Dreyfus U.S. Treasury Reserves

  • Ticker: DUTXX
  • Product Code: 0726
  • CUSIP: 261978407
Share Class:

Fund Goal and Approach

The fund seeks a high level of current income consistent with stability of principal. This objective may be changed by the fund's board, upon 60 days' prior notice to shareholders. As a money market fund, the fund is subject to the maturity, quality, liquidity and diversification requirements of Rule 2a-7 under the Investment Company Act of 1940, as amended, which are designed to help money market funds maintain a stable share price of $1.00.To pursue its goal, the fund normally invests exclusively in direct obligations of the U.S. Treasury and in repurchase agreements secured by these obligations. The fund must maintain an average dollar-weighted portfolio maturity of 60 days or less and a maximum weighted average life to maturity of 120 days.

In response to liquidity needs or unusual market conditions, the fund may hold all or a significant portion of its total assets in cash for temporary defensive purposes. This may result in a lower current yield and prevent the fund from achieving its investment objective.


An investment in the fund is not insured or guaranteed by the Federal Deposit Insurance Corporation (FDIC) or any other government agency. Although the fund seeks to preserve the value of your investment at $1.00 per share, it is possible to lose money by investing in the fund.

The fund's yield will fluctuate as the short-term securities in its portfolio mature and the proceeds are reinvested in securities with different interest rates. Additionally, while the fund has maintained a constant share price since inception, and will continue to try to do so, neither The Dreyfus Corporation nor its affiliates are required to make a capital infusion, enter into a capital support agreement or take other actions to prevent the fund's share price from falling below $1.00. The following are the principal risks that could reduce the fund's income level and/or share price:

* Interest rate risk. This risk refers to the decline in the prices of fixed-income securities that may accompany a rise in the overall level of interest rates. A sharp and unexpected rise in interest rates could cause a money market fund's share price to drop below a dollar.

* U.S. Treasury securities risk. A security backed by the U.S. Treasury or the full faith and credit of the United States is guaranteed only as to the timely payment of interest and principal when held to maturity, but the market prices for such securities are not guaranteed and will fluctuate. Because U.S. Treasury securities trade actively outside the United States, their prices may rise and fall as changes in global economic conditions affect the demand for these securities.

* Liquidity risk. When there is little or no active trading market for specific types of securities, it can become more difficult to sell the securities in a timely manner at or near their perceived value. In such a market, the value of such securities may fall dramatically, potentially lowering the fund's share price, even during periods of declining interest rates. Also, during such periods, redemptions by a few large investors in the fund may have a significant adverse effect on the fund's net asset value and remaining fund shareholders.

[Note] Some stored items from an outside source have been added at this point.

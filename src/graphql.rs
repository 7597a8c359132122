// src/graphql.rs

// API GraphQL do CRM: QueryRoot (leituras) e MutationRoot (login e CRUD).
// Os resolvers não guardam estado; cada operação vira uma chamada ao
// CrmRepository ativo, que fica nos `data` do schema.

mod mutation;
mod query;
mod types;

pub use mutation::MutationRoot;
pub use query::QueryRoot;

use std::sync::Arc;

use async_graphql::{Context, EmptySubscription, Schema};

use crate::{db::CrmRepository, middleware::auth::AuthContext};

pub type CrmSchema = Schema<QueryRoot, MutationRoot, EmptySubscription>;

pub fn build_schema(repo: Arc<dyn CrmRepository>) -> CrmSchema {
    Schema::build(QueryRoot, MutationRoot, EmptySubscription)
        .data(repo)
        .finish()
}

pub(crate) fn repo<'a>(ctx: &Context<'a>) -> async_graphql::Result<&'a Arc<dyn CrmRepository>> {
    ctx.data::<Arc<dyn CrmRepository>>()
}

// Requisição sem AuthContext (ex.: executada direto no schema) = anônima
pub(crate) fn current_user_id(ctx: &Context<'_>) -> Option<String> {
    ctx.data_opt::<AuthContext>()
        .and_then(|auth| auth.user_id.clone())
}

* Repurchase agreement counterparty risk. The risk that a counterparty in a repurchase agreement could fail to honor the terms of its agreement.

Please refer to prospectus for additional Risk Details.

Investors should consider the investment objectives, risks, charges, and expenses of the fund carefully before investing. Download a prospectus, or a summary prospectus, if available, that contains this and other information about the fund, and read it carefully before investing.

An investment in a money market fund is not insured or guaranteed for the Federal Deposit Insurance Corporation, or any other government agency. Although a money market fund seeks to preserve the value of your investment at $1.00 per share, it is possible to lose money by investing in a money market fund. As a measure of current income, seven-day yield is more reflective of the fund's income generating ability than total return. Yield fluctuates.